Welcome to Dataiku's Kiji Privacy Proxy! This guide will help you get started with installation, configuration, and your first release.
- What is Kiji Privacy Proxy?
- Quick Installation
- Platform-Specific Installation
- First Run
- Your First Release
- Next Steps
Dataiku's Kiji Privacy Proxy is a privacy-preserving proxy with integrated PII (Personally Identifiable Information) detection and masking capabilities. It intercepts HTTP/HTTPS traffic to LLM providers, automatically detects sensitive data using machine learning or regex patterns, and masks it before forwarding requests. When responses arrive, the proxy restores the original values so your application receives the expected data.
Kiji Privacy Proxy supports multiple LLM providers out of the box:
- OpenAI (ChatCompletions API)
- Anthropic (Messages API)
- Google Gemini (GenerateContent API)
- Mistral (ChatCompletions API)
The proxy automatically detects which provider to route to based on request characteristics. See Provider Detection for details.
Kiji Privacy Proxy can be deployed in two ways:
| Mode | Description | Platform |
|---|---|---|
| Desktop App | Electron-based GUI for configuration and monitoring. Bundles the Go backend. | macOS |
| Standalone Backend | Headless Go server configured via config file or environment variables. No UI. | Linux, macOS |
The backend supports two proxy modes that can run simultaneously:
| Mode | Default Port | Description |
|---|---|---|
| Forward Proxy | 8080 | Clients send requests directly to this port with the provider's API path (e.g., /v1/chat/completions). Provider detected from path or optional provider field in body. Best for CLI tools and programmatic access. |
| Transparent Proxy | 8081 | MITM proxy that intercepts HTTPS traffic to provider domains. Requires CA certificate trust. Provider detected from request host. On macOS, PAC auto-configuration routes browser traffic automatically. |
Key Features:
- Multi-provider support (OpenAI, Anthropic, Gemini, Mistral)
- ML-powered PII detection (emails, phone numbers, SSNs, credit cards, etc.)
- Automatic PII masking and restoration
- Forward proxy and transparent MITM proxy modes
- Desktop app (macOS) or standalone server (Linux/macOS)

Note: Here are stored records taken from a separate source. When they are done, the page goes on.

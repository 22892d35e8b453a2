//! Price equalization sizing.
//!
//! Treats each pool as `x * y = k` with `x` the quote reserve and `y` the base
//! reserve, and moves both pools to the price they would have if their
//! liquidity were merged. The base shift that gets pool P there is the trade
//! size; pushing the same shift through the other pool tells whether the
//! round trip returns more quote than it costs. This ignores fees, which the
//! quote simulation accounts for afterwards.

use crate::dex::{Reserves, Side};
use crate::math::Fixed;
use crate::price::PriceSnapshot;

/// Buy the base asset on `buy`, sell it back on `sell`
#[derive(Debug, Clone, Copy, PartialEq, Eq)]
pub struct Direction {
    pub buy: Side,
    pub sell: Side,
}

impl Direction {
    pub fn buy_first_on(buy: Side) -> Self {
        Self {
            buy,
            sell: buy.other(),
        }
    }
}

impl std::fmt::Display for Direction {
    fn fmt(&self, f: &mut std::fmt::Formatter<'_>) -> std::fmt::Result {
        write!(f, "buy on {} / sell on {}", self.buy, self.sell)
    }
}

/// Merged-liquidity price `quote / base`, held as an exact ratio.
///
/// Raw prices of low-value tokens sit far below one smallest unit, so the
/// quotient is never formed on the sizing path.
#[derive(Debug, Clone, PartialEq, Eq)]
pub struct SyncedPrice {
    pub quote: Fixed,
    pub base: Fixed,
}

impl SyncedPrice {
    /// Lossy, for display.
    pub fn to_f64(&self) -> f64 {
        self.quote.to_f64() / self.base.to_f64()
    }
}

/// Where one pool lands at the synced price
#[derive(Debug, Clone, PartialEq, Eq)]
pub struct PoolTarget {
    pub k: Fixed,
    /// `y' = sqrt(k / synced)`, the base reserve at the synced price
    pub target_base: Fixed,
    /// `y - y'`, base leaving the pool
    pub delta: Fixed,
    /// `k / y' - x`, quote entering the pool
    pub spent: Fixed,
}

#[derive(Debug, Clone, PartialEq, Eq)]
pub struct Equalization {
    pub synced: SyncedPrice,
    pub a: PoolTarget,
    pub b: PoolTarget,
    /// Quote returned by A when B's delta is pushed into it
    pub received_from_a: Option<Fixed>,
    /// Quote returned by B when A's delta is pushed into it
    pub received_from_b: Option<Fixed>,
}

#[derive(Debug, Clone, PartialEq, Eq)]
pub struct Opportunity {
    pub direction: Direction,
    /// Base asset to buy, truncated to whole units before quoting
    pub size: Fixed,
    /// Quote asset, before fees
    pub profit_before_fees: Fixed,
    pub divergence: Fixed,
    pub equalization: Equalization,
}

fn target(reserves: &Reserves, synced: &SyncedPrice) -> Option<PoolTarget> {
    let x = Fixed::from_u256(reserves.quote);
    let y = Fixed::from_u256(reserves.base);
    let k = &x * &y;

    // k / (quote / base) == k * base / quote
    let target_base = (&k * &synced.base).checked_div(&synced.quote)?.sqrt()?;
    if !target_base.is_positive() {
        return None;
    }
    let delta = &y - &target_base;
    let spent = &k.checked_div(&target_base)? - &x;

    Some(PoolTarget {
        k,
        target_base,
        delta,
        spent,
    })
}

/// `x - k / (y + delta)`; undefined when the shifted reserve is not positive.
fn received(reserves: &Reserves, k: &Fixed, delta: &Fixed) -> Option<Fixed> {
    let shifted = &Fixed::from_u256(reserves.base) + delta;
    if !shifted.is_positive() {
        return None;
    }
    Some(&Fixed::from_u256(reserves.quote) - &k.checked_div(&shifted)?)
}

/// Solve both pools for the merged-liquidity price. `None` for empty pools.
pub fn equalize(a: &Reserves, b: &Reserves) -> Option<Equalization> {
    let synced = SyncedPrice {
        quote: Fixed::from_u256(a.quote) + Fixed::from_u256(b.quote),
        base: Fixed::from_u256(a.base) + Fixed::from_u256(b.base),
    };
    if !synced.quote.is_positive() || !synced.base.is_positive() {
        return None;
    }

    let target_a = target(a, &synced)?;
    let target_b = target(b, &synced)?;
    let received_from_b = received(b, &target_b.k, &target_a.delta);
    let received_from_a = received(a, &target_a.k, &target_b.delta);

    Some(Equalization {
        synced,
        a: target_a,
        b: target_b,
        received_from_a,
        received_from_b,
    })
}

pub struct EqualizationSolver {
    /// Minimum absolute divergence, in percent
    threshold: Fixed,
}

impl EqualizationSolver {
    pub fn new(threshold: Fixed) -> Self {
        Self { threshold }
    }

    /// Size and direct a round trip, or `None` when there is nothing to take.
    ///
    /// Pool B's return is checked before pool A's; the first positive one
    /// wins even if the other would be larger.
    pub fn solve(&self, snapshot: &PriceSnapshot) -> Option<Opportunity> {
        let divergence = &snapshot.divergence;
        if divergence.is_zero() || divergence.abs() < self.threshold {
            tracing::debug!(
                "divergence {}% below threshold {}%",
                divergence,
                self.threshold
            );
            return None;
        }

        let Some(eq) = equalize(&snapshot.reserves(Side::A), &snapshot.reserves(Side::B)) else {
            tracing::warn!("equalization undefined for current reserves");
            return None;
        };

        tracing::debug!(
            "synced price {}/{} | A: y'={} delta={} spent={} | B: y'={} delta={} spent={}",
            eq.synced.quote,
            eq.synced.base,
            eq.a.target_base,
            eq.a.delta,
            eq.a.spent,
            eq.b.target_base,
            eq.b.delta,
            eq.b.spent
        );

        let (buy, pool, returned) = match (&eq.received_from_b, &eq.received_from_a) {
            (Some(from_b), _) if from_b.is_positive() => (Side::A, &eq.a, from_b),
            (_, Some(from_a)) if from_a.is_positive() => (Side::B, &eq.b, from_a),
            _ => {
                tracing::warn!(
                    "divergence {}% but no pool yields a positive return (from A: {:?}, from B: {:?})",
                    divergence,
                    eq.received_from_a.as_ref().map(|v| v.to_string()),
                    eq.received_from_b.as_ref().map(|v| v.to_string())
                );
                return None;
            }
        };

        let size = pool.delta.clone();
        let profit_before_fees = returned - &pool.spent;
        Some(Opportunity {
            direction: Direction::buy_first_on(buy),
            size,
            profit_before_fees,
            divergence: divergence.clone(),
            equalization: eq,
        })
    }
}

- Request/response logging with masked data
- Download the latest DMG from Releases
- Open the DMG file
- Drag "Kiji Privacy Proxy" to Applications
- Launch the app
The desktop app provides a GUI for configuration and monitoring. It bundles the Go backend and manages both proxy modes automatically.
The app is code-signed and notarized, so it should launch without any macOS Gatekeeper warnings.
- Download the latest tarball from Releases
- Extract:
tar -xzf kiji-privacy-proxy-*-linux-amd64.tar.gz
cd kiji-privacy-proxy-*-linux-amd64- Run:
./run.shThe standalone backend runs as a headless server. Configure via environment variables or a config file (see Configuration).
System Requirements:
- macOS 10.13 or later
- 500MB free disk space
- Intel or Apple Silicon processor
Installation Steps:
-
Download DMG:
- Visit Releases
- Download
Kiji-Privacy-Proxy-{version}.dmg
-
Install:
# Mount DMG open Kiji-Privacy-Proxy-*.dmg # Drag to Applications folder # Or via command line: cp -r "/Volumes/Kiji Privacy Proxy/Kiji Privacy Proxy.app" /Applications/
-
First Launch:
open "/Applications/Kiji Privacy Proxy.app"
Installing CA Certificate (Required for HTTPS):
The proxy uses a self-signed certificate for MITM interception. You must trust it:
# System-wide trust (recommended)
sudo security add-trusted-cert \
-d \
-r trustRoot \
-k /Library/Keychains/System.keychain \
~/.kiji-proxy/certs/ca.crtOr use Keychain Access GUI:
- Open Keychain Access
- File → Import Items → Select
~/.kiji-proxy/certs/ca.crt - Double-click "Kiji Privacy Proxy CA" certificate
- Expand Trust → Set to Always Trust
See Advanced Topics: Transparent Proxy for details.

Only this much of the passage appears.